A great lesson for others in there is that she simply asked a question, and you were like, “Yeah, let’s go for it.” Right? I mean, joining on a whim like that still holds true in the world of team building and direct sales today. I was a kitnapper; I had no intent of building a business. But, it was an easy “yes” for me when the time came, because it made sense for me in that season of life, and the discount that I wanted on the product, and all of those kinds of things. So, it doesn’t have to be complicated, and the ask doesn’t have to come after some long discussion. It can be as simple as, “Well, let’s go for it!”
Right! “Let’s jump in!” I think we overcomplicate it and think we have to have all our ducks in a row to be able to ask the question of, “Do you want to be a part of my team?” And really, if you take yourself out of the equation and put that person in the forefront of your mind, then you see things in a different light and approach that request in a whole new way.
So, I’m sure you weren’t thinking about this back then, but we talk a lot about the long game in direct sales. And, I think more so here in 2023 than any other year before, people are looking for that overnight success story. They want money to come flying out of thin air and to have this residual, passive, lifelong income. But clearly, you’ve been around for the long haul. So, I’d love to hear how you’ve kept yourself engaged in building a business and committing to the mission over these two decades.
For me, training is important. And so, I’ve never missed one of our annual conferences. I don’t ever miss the leadership training that we have. And, I understand that’s not possible for everyone. But, even if you can’t attend those things, you can find other ways to learn—like listening to the amazing Modern Direct Seller Podcast and hearing what other people are doing. So, my philosophy is, “You never stop learning.” Twenty years in, I am still learning new ways to run this business.
Another thing that is really important to me and that has kept me going for so many years is, of course, setting goals. With Thirty-One, we always have a trip that we can earn, so I’m always trying to earn trips. But, I also recommend finding a small group of people to work with on earning trips or setting goals, like an accountability group. I’m really huge with that on my team and with my leaders and for myself. It’s kind of like you’re creating this workspace. If you were going to an office and you had coworkers, it’s easier to work in that environment. When you work at home, it’s a lot more difficult. So, you’ve got to find some people in your company—or even outside of your company—to network with, set goals with, and check in with either daily or weekly. At Thirty-One, we call it “The Sisterhood.” So, The Sisterhood is like a family. I always want to be a part of it. I can’t imagine a trip being on Facebook, and everybody’s posting their pictures, and I’m not on the trip. Like, that’s just not an option. I’ve got to work hard, because I wanted to be with my Thirty-One family.

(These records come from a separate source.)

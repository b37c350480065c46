//! # fpr-cli -- CLI for Financial Promotion Review
//!
//! Provides the `fpr` command-line interface.
//!
//! ## Subcommands
//!
//! - `fpr rules` -- List the rule catalog grouped by handbook.
//! - `fpr review` -- Review a transcript (or audio) and optional video frames.
//! - `fpr card` -- Write a markdown product card for a transcript.
//! - `fpr transcribe` -- Transcribe an audio file.
//!
//! ```bash
//! fpr rules --rules catalog.yaml
//! fpr review --transcript promo.txt --frames-dir frames/ --output report.json
//! fpr review --audio promo.mp3 --max-retries 5 --deadline-secs 120
//! ```
//!
//! Oracle settings come from the environment (`GROQ_API_KEY`,
//! `FPR_ORACLE_URL`, `FPR_*_MODEL`).

pub mod card;
pub mod input;
pub mod review;
pub mod rules;
pub mod transcribe;

use std::future::Future;
use std::path::Path;

use anyhow::{Context, Result};
use fpr_oracle::{OracleClient, OracleConfig};

/// Build an oracle client from the environment, optionally overriding the
/// judgment model.
pub fn oracle_client(judge_model: Option<&str>) -> Result<OracleClient> {
    let mut config = OracleConfig::from_env().context("failed to load oracle configuration")?;
    if let Some(model) = judge_model {
        config = config.with_judge_model(model);
    }
    tracing::debug!(?config, "oracle configuration loaded");
    OracleClient::new(config).context("failed to build oracle client")
}

/// Run a future to completion on a fresh multi-threaded runtime.
pub fn block_on<F: Future>(future: F) -> Result<F::Output> {
    let runtime = tokio::runtime::Builder::new_multi_thread()
        .enable_all()
        .build()
        .context("failed to start async runtime")?;
    Ok(runtime.block_on(future))
}

/// Write `text` to `output`, or to stdout when no path is given.
pub fn write_output(text: &str, output: Option<&Path>) -> Result<()> {
    match output {
        Some(path) => {
            std::fs::write(path, text)
                .with_context(|| format!("failed to write {}", path.display()))?;
            tracing::info!(path = %path.display(), "output written");
            Ok(())
        }
        None => {
            println!("{text}");
            Ok(())
        }
    }
}
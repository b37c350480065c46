//! # Fan-out Scheduler
//!
//! Dispatches every rule as its own tokio task and waits until all of them
//! are terminal. Each rule retries independently; one rule's failures never
//! delay or abort another.
//!
//! ## Result slots
//!
//! One slot per input rule is reserved before dispatch. A task reports
//! `(index, outcome)` and the collector fills that slot, so the output is in
//! input order and has exactly one outcome per rule.
//!
//! ## Deadline
//!
//! With [`RetryPolicy::deadline`] set, tasks still running when it expires
//! are aborted and their slots filled with a failure. A task that panics is
//! recorded the same way.

use std::sync::Arc;

use fpr_core::{EvaluationOutcome, Rule};
use fpr_oracle::JudgmentOracle;
use tokio::sync::Semaphore;
use tokio::task::JoinSet;

use crate::evaluator::RuleEvaluator;
use crate::retry::RetryPolicy;

/// Runs all rules concurrently with per-rule retry.
#[derive(Debug, Clone)]
pub struct FanOutScheduler {
    evaluator: RuleEvaluator,
    policy: RetryPolicy,
    concurrency_limit: Option<usize>,
}

impl FanOutScheduler {
    pub fn new(oracle: Arc<dyn JudgmentOracle>) -> Self {
        Self {
            evaluator: RuleEvaluator::new(oracle),
            policy: RetryPolicy::default(),
            concurrency_limit: None,
        }
    }

    pub fn with_policy(mut self, policy: RetryPolicy) -> Self {
        self.policy = policy;
        self
    }

    /// Cap the number of rules evaluated at once. Zero is treated as one.
    pub fn with_concurrency_limit(mut self, limit: usize) -> Self {
        self.concurrency_limit = Some(limit.max(1));
        self
    }

    /// Evaluate every rule against `document`. Returns one outcome per rule,
    /// in the order of `rules`.
    pub async fn run_all(&self, rules: &[Arc<Rule>], document: Arc<str>) -> Vec<EvaluationOutcome> {
        let mut slots: Vec<Option<EvaluationOutcome>> = vec![None; rules.len()];
        let permits = self.concurrency_limit.map(|n| Arc::new(Semaphore::new(n)));
        let mut tasks = JoinSet::new();

        for (idx, rule) in rules.iter().enumerate() {
            let evaluator = self.evaluator.clone();
            let policy = self.policy.clone();
            let rule = Arc::clone(rule);
            let document = Arc::clone(&document);
            let permits = permits.clone();
            tasks.spawn(async move {
                // Held for the whole evaluation, retries included.
                let _permit = match permits {
                    Some(sem) => sem.acquire_owned().await.ok(),
                    None => None,
                };
                (idx, evaluator.evaluate(&rule, &document, &policy).await)
            });
        }

        let deadline_hit = match self.policy.deadline {
            Some(limit) => tokio::time::timeout(limit, collect(&mut tasks, &mut slots))
                .await
                .is_err(),
            None => {
                collect(&mut tasks, &mut slots).await;
                false
            }
        };
        if deadline_hit {
            tracing::error!(
                deadline = ?self.policy.deadline,
                pending = tasks.len(),
                "run deadline exceeded, aborting remaining rules"
            );
            tasks.abort_all();
        }

        rules
            .iter()
            .zip(slots)
            .map(|(rule, slot)| {
                slot.unwrap_or_else(|| EvaluationOutcome::Failed {
                    rule_name: rule.name().clone(),
                    attempts: 0,
                    last_error: if deadline_hit {
                        "run deadline exceeded".to_string()
                    } else {
                        "evaluation task did not complete".to_string()
                    },
                })
            })
            .collect()
    }
}

async fn collect(
    tasks: &mut JoinSet<(usize, EvaluationOutcome)>,
    slots: &mut [Option<EvaluationOutcome>],
) {
    while let Some(joined) = tasks.join_next().await {
        match joined {
            Ok((idx, outcome)) => slots[idx] = Some(outcome),
            Err(e) => tracing::error!("evaluation task failed: {e}"),
        }
    }
}
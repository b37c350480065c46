//! Prompt text sent to the model for each capability.

use fpr_core::NO_RELATED_CONTENT;

/// System prompt for judging one rule.
pub(crate) fn judge_system(rule_description: &str) -> String {
    format!(
        "You are a compliance reviewer for financial promotions published as short-form \
         social media videos. You check a video transcript against one regulatory rule.\n\n\
         Rule under review:\n{rule_description}\n\n\
         Answer with a single JSON object and nothing else:\n\
         {{\n\
         \x20 \"rule_name\": \"<the rule name>\",\n\
         \x20 \"label\": <true if the transcript respects the rule, false otherwise>,\n\
         \x20 \"part\": [\"<verbatim transcript excerpt that breaches the rule>\", ...],\n\
         \x20 \"suggestion\": [\"<how to fix the excerpt at the same position in part>\", ...]\n\
         }}\n\n\
         If the transcript respects the rule, leave \"part\" and \"suggestion\" empty. \
         If the transcript is missing content the rule requires (for example no risk \
         warning at all), the rule is violated: set \"label\" to false, \"part\" to \
         [\"{NO_RELATED_CONTENT}\"] and \"suggestion\" to one change that adds the missing \
         content. Give exactly one suggestion per excerpt."
    )
}

/// User message carrying the transcript, shared by judgment and product cards.
pub(crate) fn transcript_user(document: &str) -> String {
    format!("Transcript:\n{document}")
}

/// The vision model answers with this exact text when a frame has no text.
pub const NO_TEXT_SENTINEL: &str = "No text presented in the image";

pub(crate) fn frame_instruction() -> String {
    format!(
        "Extract every piece of text visible in this video frame, exactly as written. \
         Answer with a JSON object {{\"image_content\": \"<the text>\"}}. \
         If the frame shows no text, set image_content to \"{NO_TEXT_SENTINEL}\"."
    )
}

pub(crate) const DISCLAIMER_SYSTEM: &str =
    "You review on-screen text captured from a financial promotion video. Decide whether \
     any of it is a risk disclaimer or risk warning (for example \"Capital at risk\", \
     \"The value of investments can go down as well as up\"). Answer with a JSON object: \
     {\"disclaimer_is_exist\": <true or false>, \"disclaimer_text\": \"<the disclaimer \
     verbatim, or an empty string>\"}.";

pub(crate) fn disclaimer_user(frame_texts: &[String]) -> String {
    let mut out = String::from("On-screen text, one frame per line:\n");
    for (i, text) in frame_texts.iter().enumerate() {
        out.push_str(&format!("[frame {}] {}\n", i + 1, text.replace('\n', " ")));
    }
    out
}

pub(crate) const PRODUCT_CARD_SYSTEM: &str =
    "You summarise financial promotion videos for a compliance analyst. From the transcript, \
     write a short markdown product card with these sections:\n\
     **Company name**: the promoting company, or \"Not stated\".\n\
     **Industry**: the industry or product category.\n\
     **Product summary**: two or three sentences describing the product, its claimed \
     benefits, and any stated costs or risks.";
//! # fpr-oracle -- Oracle boundary for financial promotion review
//!
//! Every capability the review flow needs from a language model sits behind
//! an `async_trait` seam so the engine can be driven by mocks in tests:
//! - **Judgment** ([`JudgmentOracle`]) rules on one rule against a transcript
//! - **Frame reading** ([`FrameReader`]) extracts on-screen text from a JPEG frame
//! - **Disclaimer scan** ([`DisclaimerScanner`]) looks for a risk disclaimer in frame texts
//! - **Product card** ([`ProductCardWriter`]) summarises the promoted product
//! - **Transcription** ([`Transcriber`]) turns audio into a transcript
//!
//! [`OracleClient`] implements all five against an OpenAI-compatible HTTP API
//! (`/chat/completions` and `/audio/transcriptions`).
//!
//! ## Retry
//!
//! The client never retries. A failed call surfaces as [`OracleError`] and
//! the caller decides. Retry policy lives in `fpr-engine`.

pub mod card;
pub(crate) mod chat;
pub mod config;
pub mod disclaimer;
pub mod error;
pub mod judge;
pub(crate) mod lenient;
pub(crate) mod prompt;
pub mod transcribe;
pub mod vision;

pub use card::ProductCardWriter;
pub use config::{ConfigError, ModelSet, OracleConfig};
pub use disclaimer::{DisclaimerFinding, DisclaimerScanner};
pub use error::OracleError;
pub use judge::{JudgeRequest, JudgmentOracle, JudgmentResponse};
pub use transcribe::Transcriber;
pub use vision::{FrameReader, NO_TEXT_SENTINEL};

use std::time::Duration;

/// HTTP oracle client. Implements every oracle trait in this crate.
#[derive(Debug, Clone)]
pub struct OracleClient {
    chat: chat::ChatClient,
    models: ModelSet,
}

impl OracleClient {
    /// Create a new oracle client from configuration.
    pub fn new(config: OracleConfig) -> Result<Self, OracleError> {
        let mut auth = reqwest::header::HeaderValue::from_str(&format!(
            "Bearer {}",
            config.api_key.as_str()
        ))
        .map_err(|_| OracleError::Config(ConfigError::InvalidApiKey))?;
        auth.set_sensitive(true);

        let http = reqwest::Client::builder()
            .timeout(Duration::from_secs(config.timeout_secs))
            .default_headers({
                let mut headers = reqwest::header::HeaderMap::new();
                headers.insert(reqwest::header::AUTHORIZATION, auth);
                headers
            })
            .build()
            .map_err(|e| OracleError::Http {
                endpoint: "client_init".into(),
                source: e,
            })?;

        Ok(Self {
            chat: chat::ChatClient::new(http, config.base_url),
            models: config.models,
        })
    }
}
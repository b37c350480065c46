//! Speech-to-text for the audio track of a promotion video.

use async_trait::async_trait;

use crate::error::OracleError;
use crate::OracleClient;

/// Turns audio into a transcript.
#[async_trait]
pub trait Transcriber: Send + Sync {
    /// `file_name` is sent with the upload; services use its extension to
    /// detect the audio format.
    async fn transcribe(&self, audio: Vec<u8>, file_name: &str) -> Result<String, OracleError>;
}

#[async_trait]
impl Transcriber for OracleClient {
    async fn transcribe(&self, audio: Vec<u8>, file_name: &str) -> Result<String, OracleError> {
        let text = self
            .chat
            .transcribe(&self.models.transcription, audio, file_name)
            .await?;
        Ok(text.trim().to_string())
    }
}
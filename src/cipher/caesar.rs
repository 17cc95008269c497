/// Encode text with a Caesar shift
/// The whole input is uppercased first, so original case is destroyed.
/// Non-letters pass through unchanged.
pub fn caesar_encode(text: &str, shift: i32) -> String {
    text.to_uppercase()
        .chars()
        .map(|c| shift_letter(c, shift))
        .collect()
}

/// Decode text encoded with a Caesar shift
pub fn caesar_decode(text: &str, shift: i32) -> String {
    caesar_encode(text, -shift)
}

fn shift_letter(c: char, shift: i32) -> char {
    if c.is_ascii_uppercase() {
        let index = c as i32 - 'A' as i32;
        let mut shifted = (index + shift) % 26;
        if shifted < 0 {
            shifted += 26;
        }
        (b'A' + shifted as u8) as char
    } else {
        c
    }
}
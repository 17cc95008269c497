use thiserror::Error;

#[derive(Error, Debug)]
pub enum CifraError {
    #[error("IO error: {0}")]
    Io(#[from] std::io::Error),

    #[error("JSON error: {0}")]
    Json(#[from] serde_json::Error),

    #[error("Unsupported algorithm: {0}")]
    UnsupportedAlgorithm(String),

    #[error("Invalid key: {0}")]
    InvalidKey(String),

    #[error("Invalid Base64 input: {0}")]
    InvalidBase64(String),
}

pub type Result<T> = std::result::Result<T, CifraError>;
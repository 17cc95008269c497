use crate::algorithm::{Algorithm, Key};
use crate::cipher::{
    base64_decode, base64_encode, caesar_decode, caesar_encode, extended_decode, extended_encode,
    rot13, vigenere_decode, vigenere_encode,
};
use crate::error::{CifraError, Result};
use serde::Serialize;

/// Default shift when no usable numeric key is supplied
pub const DEFAULT_SHIFT: i32 = 3;

/// Default Vigenere keyword when no usable text key is supplied
pub const DEFAULT_KEYWORD: &str = "CHAVE";

/// Outcome of one encrypt or decrypt call
///
/// `key` is the effective key after defaulting, so a caller can observe when
/// a default was applied in place of what it supplied.
#[derive(Debug, Clone, PartialEq, Eq, Serialize)]
pub struct TransformResult {
    pub text: String,
    pub algorithm: Algorithm,
    pub key: Key,
}

/// Encrypt text with the given algorithm
pub fn encrypt(text: &str, algorithm: Algorithm, key: &Key) -> Result<TransformResult> {
    let key = resolve_key(algorithm, key)?;
    let result = match (algorithm, &key) {
        (Algorithm::Caesar, Key::Numeric(shift)) => caesar_encode(text, *shift),
        (Algorithm::Extended, Key::Numeric(shift)) => extended_encode(text, *shift),
        (Algorithm::Vigenere, Key::Text(keyword)) => vigenere_encode(text, keyword),
        (Algorithm::Base64, _) => base64_encode(text),
        (Algorithm::Rot13, _) => rot13(text),
        // resolve_key only produces the variant the algorithm expects
        _ => unreachable!("resolved key does not match algorithm"),
    };
    Ok(TransformResult {
        text: result,
        algorithm,
        key,
    })
}

/// Decrypt text with the given algorithm
pub fn decrypt(text: &str, algorithm: Algorithm, key: &Key) -> Result<TransformResult> {
    let key = resolve_key(algorithm, key)?;
    let result = match (algorithm, &key) {
        (Algorithm::Caesar, Key::Numeric(shift)) => caesar_decode(text, *shift),
        (Algorithm::Extended, Key::Numeric(shift)) => extended_decode(text, *shift),
        (Algorithm::Vigenere, Key::Text(keyword)) => vigenere_decode(text, keyword),
        (Algorithm::Base64, _) => base64_decode(text)?,
        (Algorithm::Rot13, _) => rot13(text),
        _ => unreachable!("resolved key does not match algorithm"),
    };
    Ok(TransformResult {
        text: result,
        algorithm,
        key,
    })
}

/// Resolve a caller-supplied key against the algorithm's key rules
///
/// Caesar and Extended take a shift in 1..=25, defaulting to 3 when the key
/// is absent or not numeric. Vigenere takes a keyword, defaulting to "CHAVE"
/// only when the key is absent or empty. Base64 and ROT13 ignore any
/// supplied key.
pub fn resolve_key(algorithm: Algorithm, key: &Key) -> Result<Key> {
    match algorithm {
        Algorithm::Caesar | Algorithm::Extended => resolve_shift(key),
        Algorithm::Vigenere => resolve_keyword(key),
        Algorithm::Base64 | Algorithm::Rot13 => Ok(Key::None),
    }
}

fn resolve_shift(key: &Key) -> Result<Key> {
    let shift = match key {
        Key::Numeric(n) => *n,
        // A text key that parses as an integer is coerced; anything else
        // falls back to the default shift.
        Key::Text(s) => match s.trim().parse::<i32>() {
            Ok(n) => n,
            Err(_) => DEFAULT_SHIFT,
        },
        Key::None => DEFAULT_SHIFT,
    };
    if (1..=25).contains(&shift) {
        Ok(Key::Numeric(shift))
    } else {
        Err(CifraError::InvalidKey(format!(
            "shift must be between 1 and 25, got {}",
            shift
        )))
    }
}

fn resolve_keyword(key: &Key) -> Result<Key> {
    match key {
        // A supplied keyword flows through as-is, even one that normalizes
        // to no letters; the engine's identity fallback then returns the
        // input unchanged. Only an absent or empty key gets the default.
        Key::Text(s) if !s.is_empty() => Ok(Key::Text(s.clone())),
        Key::Text(_) | Key::None => Ok(Key::Text(DEFAULT_KEYWORD.to_string())),
        Key::Numeric(n) => Err(CifraError::InvalidKey(format!(
            "vigenere takes a keyword, not the number {}",
            n
        ))),
    }
}

#[cfg(test)]
mod tests {
    use super::*;

    #[test]
    fn test_caesar_default_shift_applied() {
        let result = encrypt("abc", Algorithm::Caesar, &Key::None).unwrap();
        assert_eq!(result.text, "DEF");
        assert_eq!(result.key, Key::Numeric(3));
    }

    #[test]
    fn test_caesar_text_key_coerced_to_number() {
        let result = encrypt("abc", Algorithm::Caesar, &Key::Text("5".into())).unwrap();
        assert_eq!(result.key, Key::Numeric(5));
        assert_eq!(result.text, "FGH");
    }

    #[test]
    fn test_caesar_unparseable_text_key_defaults() {
        let result = encrypt("abc", Algorithm::Caesar, &Key::Text("lots".into())).unwrap();
        assert_eq!(result.key, Key::Numeric(3));
    }

    #[test]
    fn test_shift_out_of_range_is_rejected() {
        let err = encrypt("abc", Algorithm::Caesar, &Key::Numeric(26)).unwrap_err();
        assert!(matches!(err, CifraError::InvalidKey(_)));
    }

    #[test]
    fn test_vigenere_default_keyword_applied() {
        let result = encrypt("HELLO", Algorithm::Vigenere, &Key::None).unwrap();
        assert_eq!(result.key, Key::Text("CHAVE".into()));
        assert_eq!(result.text, "JLLGS");
    }

    #[test]
    fn test_vigenere_empty_keyword_defaults() {
        let result = encrypt("HELLO", Algorithm::Vigenere, &Key::Text(String::new())).unwrap();
        assert_eq!(result.key, Key::Text("CHAVE".into()));
        assert_eq!(result.text, "JLLGS");
    }

    #[test]
    fn test_vigenere_letterless_keyword_passes_through_as_identity() {
        // A supplied key that normalizes to no letters is not replaced by
        // the default; the engine returns the input unchanged and the
        // result reports the key as given.
        let result = encrypt("HELLO", Algorithm::Vigenere, &Key::Text("42".into())).unwrap();
        assert_eq!(result.key, Key::Text("42".into()));
        assert_eq!(result.text, "HELLO");
    }

    #[test]
    fn test_vigenere_numeric_key_is_rejected() {
        let err = encrypt("HELLO", Algorithm::Vigenere, &Key::Numeric(3)).unwrap_err();
        assert!(matches!(err, CifraError::InvalidKey(_)));
    }

    #[test]
    fn test_base64_ignores_supplied_key() {
        let result = encrypt("HELLO", Algorithm::Base64, &Key::Numeric(9)).unwrap();
        assert_eq!(result.key, Key::None);
        assert_eq!(result.text, "SEVMTE8=");
    }

    #[test]
    fn test_rot13_decrypt_is_same_as_encrypt() {
        let forward = encrypt("Hello", Algorithm::Rot13, &Key::None).unwrap();
        let back = decrypt(&forward.text, Algorithm::Rot13, &Key::None).unwrap();
        assert_eq!(back.text, "Hello");
    }

    #[test]
    fn test_decrypt_invalid_base64_propagates_error() {
        let err = decrypt("%%%", Algorithm::Base64, &Key::None).unwrap_err();
        assert!(matches!(err, CifraError::InvalidBase64(_)));
    }

    #[test]
    fn test_extended_roundtrip_through_dispatch() {
        let forward = encrypt("SecretMsg1!", Algorithm::Extended, &Key::Numeric(12)).unwrap();
        let back = decrypt(&forward.text, Algorithm::Extended, &Key::Numeric(12)).unwrap();
        assert_eq!(back.text, "SecretMsg1!");
    }
}
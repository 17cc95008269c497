/// Encode text with the Vigenere cipher
///
/// The key is normalized to uppercase letters only; if nothing remains the
/// input is returned unchanged. Letters are emitted uppercase (original case
/// is not preserved). Non-letters pass through verbatim and do not advance
/// the key cursor.
pub fn vigenere_encode(text: &str, key: &str) -> String {
    transform(text, key, false)
}

/// Decode text encoded with the Vigenere cipher
pub fn vigenere_decode(text: &str, key: &str) -> String {
    transform(text, key, true)
}

/// Uppercase letters of the key, everything else discarded
pub fn normalize_key(key: &str) -> String {
    key.chars()
        .filter(|c| c.is_ascii_alphabetic())
        .map(|c| c.to_ascii_uppercase())
        .collect()
}

fn transform(text: &str, key: &str, decode: bool) -> String {
    let clean_key: Vec<i32> = normalize_key(key)
        .bytes()
        .map(|b| (b - b'A') as i32)
        .collect();

    if clean_key.is_empty() {
        return text.to_string();
    }

    let mut result = String::with_capacity(text.len());
    let mut cursor = 0usize;

    for c in text.chars() {
        let upper = c.to_ascii_uppercase();
        if upper.is_ascii_uppercase() {
            let index = upper as i32 - 'A' as i32;
            let key_shift = clean_key[cursor % clean_key.len()];
            let shifted = if decode {
                (index - key_shift + 26) % 26
            } else {
                (index + key_shift) % 26
            };
            result.push((b'A' + shifted as u8) as char);
            cursor += 1;
        } else {
            result.push(c);
        }
    }

    result
}
use crate::error::{CifraError, Result};
use base64::{engine::general_purpose::STANDARD, Engine};

/// Encode text as standard Base64 over its UTF-8 bytes
pub fn base64_encode(text: &str) -> String {
    STANDARD.encode(text.as_bytes())
}

/// Decode standard Base64 back to UTF-8 text
pub fn base64_decode(text: &str) -> Result<String> {
    let bytes = STANDARD
        .decode(text)
        .map_err(|e| CifraError::InvalidBase64(format!("decoding failed: {}", e)))?;
    String::from_utf8(bytes)
        .map_err(|e| CifraError::InvalidBase64(format!("decoded bytes are not UTF-8: {}", e)))
}
use anyhow::{Context, Result};

/// Application configuration loaded from environment variables.
/// Panics at startup if required variables are missing.
#[derive(Debug, Clone)]
pub struct Config {
    pub database_url: String,
    pub anthropic_api_key: String,
    pub port: u16,
    pub rust_log: String,
    /// Content-quality floor for job descriptions (characters, after trim).
    /// Not a security control — inputs shorter than this are too thin to analyze.
    pub min_jd_chars: usize,
    /// Timeout for a single structured-inference call, in seconds.
    pub inference_timeout_secs: u64,
}

impl Config {
    pub fn from_env() -> Result<Self> {
        dotenvy::dotenv().ok(); // load .env if present; ignore if missing

        Ok(Config {
            database_url: require_env("DATABASE_URL")?,
            anthropic_api_key: require_env("ANTHROPIC_API_KEY")?,
            port: std::env::var("PORT")
                .unwrap_or_else(|_| "8080".to_string())
                .parse::<u16>()
                .context("PORT must be a valid port number")?,
            rust_log: std::env::var("RUST_LOG").unwrap_or_else(|_| "info".to_string()),
            min_jd_chars: std::env::var("MIN_JD_CHARS")
                .unwrap_or_else(|_| "50".to_string())
                .parse::<usize>()
                .context("MIN_JD_CHARS must be a non-negative integer")?,
            inference_timeout_secs: std::env::var("INFERENCE_TIMEOUT_SECS")
                .unwrap_or_else(|_| "60".to_string())
                .parse::<u64>()
                .context("INFERENCE_TIMEOUT_SECS must be a positive integer")?,
        })
    }
}

fn require_env(key: &str) -> Result<String> {
    std::env::var(key).with_context(|| format!("Required environment variable '{key}' is not set"))
}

I think that there’s this assumption or rumor in direct sales that, after you reach a certain level, you can kind of check out, or you can step out of the business, or you don’t have to be as hands-on or involved with your team, and money’s just going to flow on in. But, from what you’ve just said, you’re definitely still in the game. Any tips on what that looks like, or maybe how the day-to-day has changed for you over the years?
I have not checked out, because I think I just love it so much. Like I said, it’s my family, and I love being a part of it. And, I am an empty nester now, so I do have more time. But, there are times throughout the year that I do need to check out. Like, everyone needs to check out and go on vacation and just reset. So, the way I’m able to do that with the size of my business is that I have an assistant who helps me with the day to day. I could not do this without her. So, what I have done is basically taught her how we do things on Team Hillenburg—because I have a lot of systems. And then, when I need to check out, she can run it as if it were me. So, my team doesn’t know I’m checked out and I’m on vacation, because it doesn’t appear that way to them.
Out of all that, my main point is “systems.” Like, creating systems that you can really go to, that you can use to quickly knock out whatever you need, and automating those systems.
I’m sure you’ve seen a lot of change, too, right? I mean, 20 years. When you got started, there were no Facebook parties. There was no, “Let’s hop on and do a live video.” And, I know there’s ups; there’s downs; there’s inventory decisions; there’s personnel changes; and there’s lots of things that happen over time. Any tips on how to navigate those challenges?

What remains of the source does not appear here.